Not one to give up easily, developer Danger Close is currently working on Medal of Honor Warfighter, the direct sequel to their 2010 game. The single player mode picks up where the last game left off, with many of the old familiar characters returning. Again, it will draw from the stories of a number of Tier 1 operators and take place in the recent past.
Whether or not the single player will make serious innovations or changes is yet to be seen. However, the multiplayer seems to be where Danger Close is focusing the majority of their energy. Featured heavily is the attention to detail and variety of Special Forces you can choose to fight as. Warfighter gives the player the unprecedented ability to choose to play as operators from a dozen different countries including Poland and Australia.

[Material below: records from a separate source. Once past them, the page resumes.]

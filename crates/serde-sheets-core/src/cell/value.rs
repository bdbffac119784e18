//! Cell value types

use std::fmt;

/// Represents the value stored in a cell
#[derive(Debug, Clone, PartialEq, Default)]
pub enum CellValue {
    /// Empty cell (no value)
    #[default]
    Empty,

    /// Boolean value (TRUE/FALSE)
    Boolean(bool),

    /// Numeric value (all numbers stored as f64, including dates)
    Number(f64),

    /// String value
    String(String),

    /// Error value (#VALUE!, #REF!, etc.)
    Error(CellError),
}

impl CellValue {
    /// Create a new string value
    pub fn string<S: Into<String>>(s: S) -> Self {
        CellValue::String(s.into())
    }

    /// Check if the cell is empty
    pub fn is_empty(&self) -> bool {
        matches!(self, CellValue::Empty)
    }

    /// Check if the cell contains an error
    pub fn is_error(&self) -> bool {
        matches!(self, CellValue::Error(_))
    }

    /// True for a number without a fractional part
    pub fn has_no_fractional_part(&self) -> bool {
        match self {
            CellValue::Number(n) => n.is_finite() && n.fract() == 0.0,
            _ => false,
        }
    }

    /// Try to get the value as a number
    pub fn as_number(&self) -> Option<f64> {
        match self {
            CellValue::Number(n) => Some(*n),
            _ => None,
        }
    }

    /// Try to get the value as a boolean
    pub fn as_bool(&self) -> Option<bool> {
        match self {
            CellValue::Boolean(b) => Some(*b),
            _ => None,
        }
    }

    /// Try to get the value as a string
    pub fn as_string(&self) -> Option<&str> {
        match self {
            CellValue::String(s) => Some(s),
            _ => None,
        }
    }

    /// Text of the value under the General number format
    ///
    /// Integral numbers print without a decimal point, booleans as
    /// `TRUE`/`FALSE`, errors as their error literal.
    pub fn display_text(&self) -> String {
        match self {
            CellValue::Empty => String::new(),
            CellValue::Boolean(b) => if *b { "TRUE" } else { "FALSE" }.to_string(),
            CellValue::Number(n) => format_general(*n),
            CellValue::String(s) => s.clone(),
            CellValue::Error(e) => e.as_str().to_string(),
        }
    }

    /// Get the type name for error messages
    pub fn type_name(&self) -> &'static str {
        match self {
            CellValue::Empty => "blank",
            CellValue::Boolean(_) => "boolean",
            CellValue::Number(_) => "number",
            CellValue::String(_) => "string",
            CellValue::Error(_) => "error",
        }
    }
}

fn format_general(n: f64) -> String {
    if n.is_finite() && n.fract() == 0.0 && n.abs() < 1e15 {
        format!("{}", n as i64)
    } else {
        format!("{}", n)
    }
}

impl fmt::Display for CellValue {
    fn fmt(&self, f: &mut fmt::Formatter<'_>) -> fmt::Result {
        f.write_str(&self.display_text())
    }
}

impl From<bool> for CellValue {
    fn from(b: bool) -> Self {
        CellValue::Boolean(b)
    }
}

impl From<i32> for CellValue {
    fn from(n: i32) -> Self {
        CellValue::Number(n as f64)
    }
}

impl From<i64> for CellValue {
    fn from(n: i64) -> Self {
        CellValue::Number(n as f64)
    }
}

impl From<f64> for CellValue {
    fn from(n: f64) -> Self {
        CellValue::Number(n)
    }
}

impl From<&str> for CellValue {
    fn from(s: &str) -> Self {
        CellValue::string(s)
    }
}

impl From<String> for CellValue {
    fn from(s: String) -> Self {
        CellValue::String(s)
    }
}

impl From<CellError> for CellValue {
    fn from(e: CellError) -> Self {
        CellValue::Error(e)
    }
}

/// Excel error values
#[derive(Debug, Clone, Copy, PartialEq, Eq, Hash)]
pub enum CellError {
    /// #NULL! - Incorrect range operator
    Null,
    /// #DIV/0! - Division by zero
    Div0,
    /// #VALUE! - Wrong type of argument or operand
    Value,
    /// #REF! - Invalid cell reference
    Ref,
    /// #NAME? - Unrecognized formula name
    Name,
    /// #NUM! - Invalid numeric value
    Num,
    /// #N/A - Value not available
    Na,
    /// #GETTING_DATA - External data is loading
    GettingData,
}

impl CellError {
    /// Get the display string for this error
    pub fn as_str(&self) -> &'static str {
        match self {
            CellError::Null => "#NULL!",
            CellError::Div0 => "#DIV/0!",
            CellError::Value => "#VALUE!",
            CellError::Ref => "#REF!",
            CellError::Name => "#NAME?",
            CellError::Num => "#NUM!",
            CellError::Na => "#N/A",
            CellError::GettingData => "#GETTING_DATA",
        }
    }

    /// Parse an error string
    #[allow(clippy::should_implement_trait)]
    pub fn from_str(s: &str) -> Option<Self> {
        match s.trim().to_uppercase().as_str() {
            "#NULL!" => Some(CellError::Null),
            "#DIV/0!" => Some(CellError::Div0),
            "#VALUE!" => Some(CellError::Value),
            "#REF!" => Some(CellError::Ref),
            "#NAME?" => Some(CellError::Name),
            "#NUM!" => Some(CellError::Num),
            "#N/A" => Some(CellError::Na),
            "#GETTING_DATA" => Some(CellError::GettingData),
            _ => None,
        }
    }

    /// Get the numeric error code (for BIFF format)
    pub fn code(&self) -> u8 {
        match self {
            CellError::Null => 0x00,
            CellError::Div0 => 0x07,
            CellError::Value => 0x0F,
            CellError::Ref => 0x17,
            CellError::Name => 0x1D,
            CellError::Num => 0x24,
            CellError::Na => 0x2A,
            CellError::GettingData => 0x2B,
        }
    }
}

impl fmt::Display for CellError {
    fn fmt(&self, f: &mut fmt::Formatter<'_>) -> fmt::Result {
        write!(f, "{}", self.as_str())
    }
}

#[cfg(test)]
mod tests {
    use super::*;

    #[test]
    fn test_cell_value_conversions() {
        assert_eq!(CellValue::from(42), CellValue::Number(42.0));
        assert_eq!(CellValue::from(3.5), CellValue::Number(3.5));
        assert_eq!(CellValue::from(true), CellValue::Boolean(true));
        assert_eq!(CellValue::from("hello").as_string(), Some("hello"));
    }

    #[test]
    fn test_fractional_part() {
        assert!(CellValue::Number(2.0).has_no_fractional_part());
        assert!(CellValue::Number(-7.0).has_no_fractional_part());
        assert!(!CellValue::Number(2.5).has_no_fractional_part());
        assert!(!CellValue::Number(f64::NAN).has_no_fractional_part());
        assert!(!CellValue::string("2").has_no_fractional_part());
    }

    #[test]
    fn test_display_text() {
        assert_eq!(CellValue::Number(1.0).display_text(), "1");
        assert_eq!(CellValue::Number(1.25).display_text(), "1.25");
        assert_eq!(CellValue::Boolean(false).display_text(), "FALSE");
        assert_eq!(CellValue::Error(CellError::Na).display_text(), "#N/A");
        assert_eq!(CellValue::Empty.display_text(), "");
    }

    #[test]
    fn test_cell_error_parse() {
        assert_eq!(CellError::from_str("#DIV/0!"), Some(CellError::Div0));
        assert_eq!(CellError::from_str("#n/a"), Some(CellError::Na));
        assert_eq!(CellError::from_str("invalid"), None);
        assert_eq!(CellError::Ref.code(), 0x17);
    }
}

Among these, players can choose one of six classes, all with different abilities—some active and some passive.One class has a tank feature that allows additional armor when taking damage. Another does 20% more damage with bullets. My favorite class’ ability is simply a noob tube. And though I didn’t see it, I was told there would be extensive weapon customization. This is furthered by the fact that many countries use unique variations of common guns. Also, I got to see some badass ordinance, including a spider-mine that operates like a spider web version of a claymore, and a UAV-guided mortar.

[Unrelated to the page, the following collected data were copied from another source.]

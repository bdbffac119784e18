//! # serde-sheets
//!
//! Map serde records to spreadsheet rows and back.
//!
//! A record type implementing [`DataGrid`] gets a [`SpreadsheetSchema`]: one
//! column per leaf property, in declaration order, with nested structs
//! flattened under `/`-separated pointers such as `inner/b`. The schema
//! drives both directions:
//!
//! - writing lays out a header row at the origin and one data row per record
//! - reading maps every data row below the header back into a record
//!
//! ## Example
//!
//! ```rust
//! use serde::{Deserialize, Serialize};
//! use serde_sheets::prelude::*;
//!
//! #[derive(Debug, PartialEq, Serialize, Deserialize)]
//! struct Point {
//!     x: i32,
//!     y: i32,
//! }
//!
//! impl DataGrid for Point {}
//!
//! let mapper = SpreadsheetMapper::new();
//! let points = vec![Point { x: 1, y: 2 }, Point { x: 3, y: 4 }];
//!
//! let mut sheet = Worksheet::new("Points");
//! mapper.write_values_to_sheet(&mut sheet, &points).unwrap();
//! assert_eq!(sheet.get_value_at(0, 0), CellValue::string("x"));
//!
//! let back: Vec<Point> = mapper.read_values_from_sheet(&sheet).unwrap();
//! assert_eq!(back, points);
//! ```

pub mod date;
pub mod de;
pub mod error;
pub mod features;
pub mod mapper;
pub mod prelude;
pub mod schema;
pub mod ser;
pub mod styles;

/// Crate version
pub const VERSION: &str = env!("CARGO_PKG_VERSION");

pub use date::{excel_date, excel_datetime, ExcelDate, ExcelDateTime};
pub use de::{SheetInput, SheetLocation};
pub use error::{Error, Result};
pub use features::{Feature, Features};
pub use mapper::{
    Builder, SheetMappingIterator, SpreadsheetMapper, SpreadsheetReader, SpreadsheetWriter,
};
pub use schema::{ColumnOptions, DataGrid, GridOptions, SpreadsheetSchema};
pub use ser::SheetOutput;
pub use styles::StylesBuilder;

// Re-export workbook model types
pub use serde_sheets_core::{CellAddress, CellError, CellValue, Workbook, Worksheet};
pub use serde_sheets_xlsx::{XlsxError, XlsxPackage, XlsxWriter};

In an effort to force players to work together in a team setting, Warfighter features a new multiplayer game mode designated “Fireteams.” This mode functions for the most part as a team deathmatch, but you are grouped with one other player who you can see regardless of where they are—as a brightly colored outline that can be seen through walls. Encouraged to stick together and support one another, you can spawn on your buddy, or if he kills whoever killed you, you’ll spawn instantly.

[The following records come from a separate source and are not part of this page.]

//! XLSX writer

use std::fs::File;
use std::io::{Seek, Write};
use std::path::Path;

use crate::error::{XlsxError, XlsxResult};
use crate::styles::XlsxStyleTable;
use crate::text::{encode_excel_escapes, escape_xml, needs_space_preserve};
use serde_sheets_core::{CellAddress, CellValue, Workbook, Worksheet};

/// XLSX file writer
pub struct XlsxWriter;

impl XlsxWriter {
    /// Write a workbook to a file path
    pub fn write_file<P: AsRef<Path>>(workbook: &Workbook, path: P) -> XlsxResult<()> {
        let file = File::create(path)?;
        Self::write(workbook, file)
    }

    /// Write a workbook to a writer
    pub fn write<W: Write + Seek>(workbook: &Workbook, writer: W) -> XlsxResult<()> {
        let mut zip = zip::ZipWriter::new(writer);

        let style_table = XlsxStyleTable::build(workbook);

        Self::write_content_types(&mut zip, workbook)?;
        Self::write_root_rels(&mut zip)?;
        Self::write_workbook_xml(&mut zip, workbook)?;
        Self::write_workbook_rels(&mut zip, workbook)?;
        Self::write_styles_xml(&mut zip, &style_table)?;

        for i in 0..workbook.sheet_count() {
            Self::write_worksheet(&mut zip, workbook, i, &style_table)?;
        }

        zip.finish()?;
        log::debug!("wrote xlsx workbook with {} sheet(s)", workbook.sheet_count());
        Ok(())
    }

    fn write_content_types<W: Write + Seek>(
        zip: &mut zip::ZipWriter<W>,
        workbook: &Workbook,
    ) -> XlsxResult<()> {
        let options = zip::write::SimpleFileOptions::default();
        zip.start_file("[Content_Types].xml", options)?;

        let mut content = String::from(
            r#"<?xml version="1.0" encoding="UTF-8" standalone="yes"?>
<Types xmlns="http://schemas.openxmlformats.org/package/2006/content-types">
    <Default Extension="rels" ContentType="application/vnd.openxmlformats-package.relationships+xml"/>
    <Default Extension="xml" ContentType="application/xml"/>
    <Override PartName="/xl/workbook.xml" ContentType="application/vnd.openxmlformats-officedocument.spreadsheetml.sheet.main+xml"/>
    <Override PartName="/xl/styles.xml" ContentType="application/vnd.openxmlformats-officedocument.spreadsheetml.styles+xml"/>"#,
        );

        for i in 0..workbook.sheet_count() {
            content.push_str(&format!(
                r#"
    <Override PartName="/xl/worksheets/sheet{}.xml" ContentType="application/vnd.openxmlformats-officedocument.spreadsheetml.worksheet+xml"/>"#,
                i + 1
            ));
        }

        content.push_str("\n</Types>");

        zip.write_all(content.as_bytes())?;
        Ok(())
    }

    fn write_root_rels<W: Write + Seek>(zip: &mut zip::ZipWriter<W>) -> XlsxResult<()> {
        let options = zip::write::SimpleFileOptions::default();
        zip.start_file("_rels/.rels", options)?;

        let content = r#"<?xml version="1.0" encoding="UTF-8" standalone="yes"?>
<Relationships xmlns="http://schemas.openxmlformats.org/package/2006/relationships">
    <Relationship Id="rId1" Type="http://schemas.openxmlformats.org/officeDocument/2006/relationships/officeDocument" Target="xl/workbook.xml"/>
</Relationships>"#;

        zip.write_all(content.as_bytes())?;
        Ok(())
    }

    fn write_workbook_xml<W: Write + Seek>(
        zip: &mut zip::ZipWriter<W>,
        workbook: &Workbook,
    ) -> XlsxResult<()> {
        let options = zip::write::SimpleFileOptions::default();
        zip.start_file("xl/workbook.xml", options)?;

        let mut content = String::from(
            r#"<?xml version="1.0" encoding="UTF-8" standalone="yes"?>
<workbook xmlns="http://schemas.openxmlformats.org/spreadsheetml/2006/main" xmlns:r="http://schemas.openxmlformats.org/officeDocument/2006/relationships">"#,
        );

        if workbook.is_date_1904() {
            content.push_str("\n    <workbookPr date1904=\"1\"/>");
        }

        content.push_str("\n    <sheets>");
        for (i, sheet) in workbook.worksheets().enumerate() {
            content.push_str(&format!(
                r#"
        <sheet name="{}" sheetId="{}" r:id="rId{}"/>"#,
                escape_xml(sheet.name()),
                i + 1,
                i + 1
            ));
        }

        content.push_str(
            r#"
    </sheets>
</workbook>"#,
        );

        zip.write_all(content.as_bytes())?;
        Ok(())
    }

    fn write_workbook_rels<W: Write + Seek>(
        zip: &mut zip::ZipWriter<W>,
        workbook: &Workbook,
    ) -> XlsxResult<()> {
        let options = zip::write::SimpleFileOptions::default();
        zip.start_file("xl/_rels/workbook.xml.rels", options)?;

        let mut content = String::from(
            r#"<?xml version="1.0" encoding="UTF-8" standalone="yes"?>
<Relationships xmlns="http://schemas.openxmlformats.org/package/2006/relationships">"#,
        );

        for i in 0..workbook.sheet_count() {
            content.push_str(&format!(
                r#"
    <Relationship Id="rId{}" Type="http://schemas.openxmlformats.org/officeDocument/2006/relationships/worksheet" Target="worksheets/sheet{}.xml"/>"#,
                i + 1,
                i + 1
            ));
        }

        let styles_rid = workbook.sheet_count() + 1;
        content.push_str(&format!(
            r#"
    <Relationship Id="rId{}" Type="http://schemas.openxmlformats.org/officeDocument/2006/relationships/styles" Target="styles.xml"/>"#,
            styles_rid
        ));

        content.push_str("\n</Relationships>");

        zip.write_all(content.as_bytes())?;
        Ok(())
    }

    fn write_styles_xml<W: Write + Seek>(
        zip: &mut zip::ZipWriter<W>,
        style_table: &XlsxStyleTable,
    ) -> XlsxResult<()> {
        let options = zip::write::SimpleFileOptions::default();
        zip.start_file("xl/styles.xml", options)?;
        let xml = style_table.to_styles_xml();
        zip.write_all(xml.as_bytes())?;
        Ok(())
    }

    fn write_worksheet<W: Write + Seek>(
        zip: &mut zip::ZipWriter<W>,
        workbook: &Workbook,
        index: usize,
        style_table: &XlsxStyleTable,
    ) -> XlsxResult<()> {
        let options = zip::write::SimpleFileOptions::default();
        zip.start_file(format!("xl/worksheets/sheet{}.xml", index + 1), options)?;

        let sheet = workbook
            .worksheet(index)
            .ok_or_else(|| XlsxError::InvalidFormat("Sheet not found".into()))?;

        let mut content = String::from(
            r#"<?xml version="1.0" encoding="UTF-8" standalone="yes"?>
<worksheet xmlns="http://schemas.openxmlformats.org/spreadsheetml/2006/main">"#,
        );

        content.push_str(&format!("\n    <dimension ref=\"{}\"/>", dimension_ref(sheet)));

        let widths = sheet.custom_column_widths();
        if !widths.is_empty() {
            content.push_str("\n    <cols>");
            for (col, width) in widths {
                content.push_str(&format!(
                    "\n        <col min=\"{0}\" max=\"{0}\" width=\"{1}\" customWidth=\"1\"/>",
                    col + 1,
                    width
                ));
            }
            content.push_str("\n    </cols>");
        }

        content.push_str("\n    <sheetData>");

        for (row, cells) in sheet.rows() {
            content.push_str(&format!("\n        <row r=\"{}\">", row + 1));

            for (&col, cell) in cells {
                let cell_ref = CellAddress::new(row, col).to_a1_string();

                let xf_id = style_table.xf_id_for(index, cell.style_index);
                let style_attr = if xf_id != 0 {
                    format!(" s=\"{}\"", xf_id)
                } else {
                    String::new()
                };

                match &cell.value {
                    CellValue::Number(n) if n.is_finite() => {
                        content.push_str(&format!(
                            "\n            <c r=\"{}\"{}><v>{}</v></c>",
                            cell_ref, style_attr, n
                        ));
                    }
                    CellValue::Number(n) => {
                        log::warn!("writing non-finite number {} at {} as #NUM!", n, cell_ref);
                        content.push_str(&format!(
                            "\n            <c r=\"{}\"{} t=\"e\"><v>#NUM!</v></c>",
                            cell_ref, style_attr
                        ));
                    }
                    CellValue::String(s) => {
                        let space = if needs_space_preserve(s) {
                            " xml:space=\"preserve\""
                        } else {
                            ""
                        };
                        content.push_str(&format!(
                            "\n            <c r=\"{}\"{} t=\"inlineStr\"><is><t{}>{}</t></is></c>",
                            cell_ref,
                            style_attr,
                            space,
                            escape_xml(&encode_excel_escapes(s))
                        ));
                    }
                    CellValue::Boolean(b) => {
                        content.push_str(&format!(
                            "\n            <c r=\"{}\"{} t=\"b\"><v>{}</v></c>",
                            cell_ref,
                            style_attr,
                            u8::from(*b)
                        ));
                    }
                    CellValue::Error(e) => {
                        content.push_str(&format!(
                            "\n            <c r=\"{}\"{} t=\"e\"><v>{}</v></c>",
                            cell_ref,
                            style_attr,
                            escape_xml(e.as_str())
                        ));
                    }
                    CellValue::Empty => {
                        // Preserve style-only cells
                        if xf_id != 0 {
                            content.push_str(&format!(
                                "\n            <c r=\"{}\"{}/>",
                                cell_ref, style_attr
                            ));
                        }
                    }
                }
            }

            content.push_str("\n        </row>");
        }

        content.push_str("\n    </sheetData>\n</worksheet>");

        zip.write_all(content.as_bytes())?;
        Ok(())
    }
}

/// The used range of a sheet, `A1` when it has no cells
fn dimension_ref(sheet: &Worksheet) -> String {
    let (first_row, last_row) = match (sheet.first_row(), sheet.last_row()) {
        (Some(first), Some(last)) => (first, last),
        _ => return "A1".to_string(),
    };

    let mut first_col = u16::MAX;
    let mut last_col = 0u16;
    for (_, cells) in sheet.rows() {
        if let (Some(first), Some(last)) = (cells.keys().next(), cells.keys().next_back()) {
            first_col = first_col.min(*first);
            last_col = last_col.max(*last);
        }
    }

    let start = CellAddress::new(first_row, first_col);
    let end = CellAddress::new(last_row, last_col);
    if start == end {
        start.to_a1_string()
    } else {
        format!("{}:{}", start, end)
    }
}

As should be clear, Danger Close has really done their homework. By hiring on dozens of Tier 1 operators as consultants and going so far as to use them for motion capture, the studio has practically guaranteed authenticity. What remains to be seen is if this is such a good idea.
While it’s really cool to spawn in a Blackhawk or call in a MH-6 Little Bird, at times the multiplayer feels like the gameplay has taken a backseat to hyper-realism. It at times can feel sluggish, and while it’s easy to pick up for any shooter fan, what it brings to the table isn’t really all that new or innovative. I couldn’t help but wonder if Danger Close is casting pearls before swine, giving gamers a truly authentic war experience when all they want is smooth gameplay and instant gratification.
Whatever the case, I’m not holding out on Medal of Honor Warfighter being any sort of a game changer following its October release. Published by the same company—and using the same game engine—as Battlefield 3, I fear Warfighter may just feel like another obligatory shooter from a huge publisher, but with Polish people.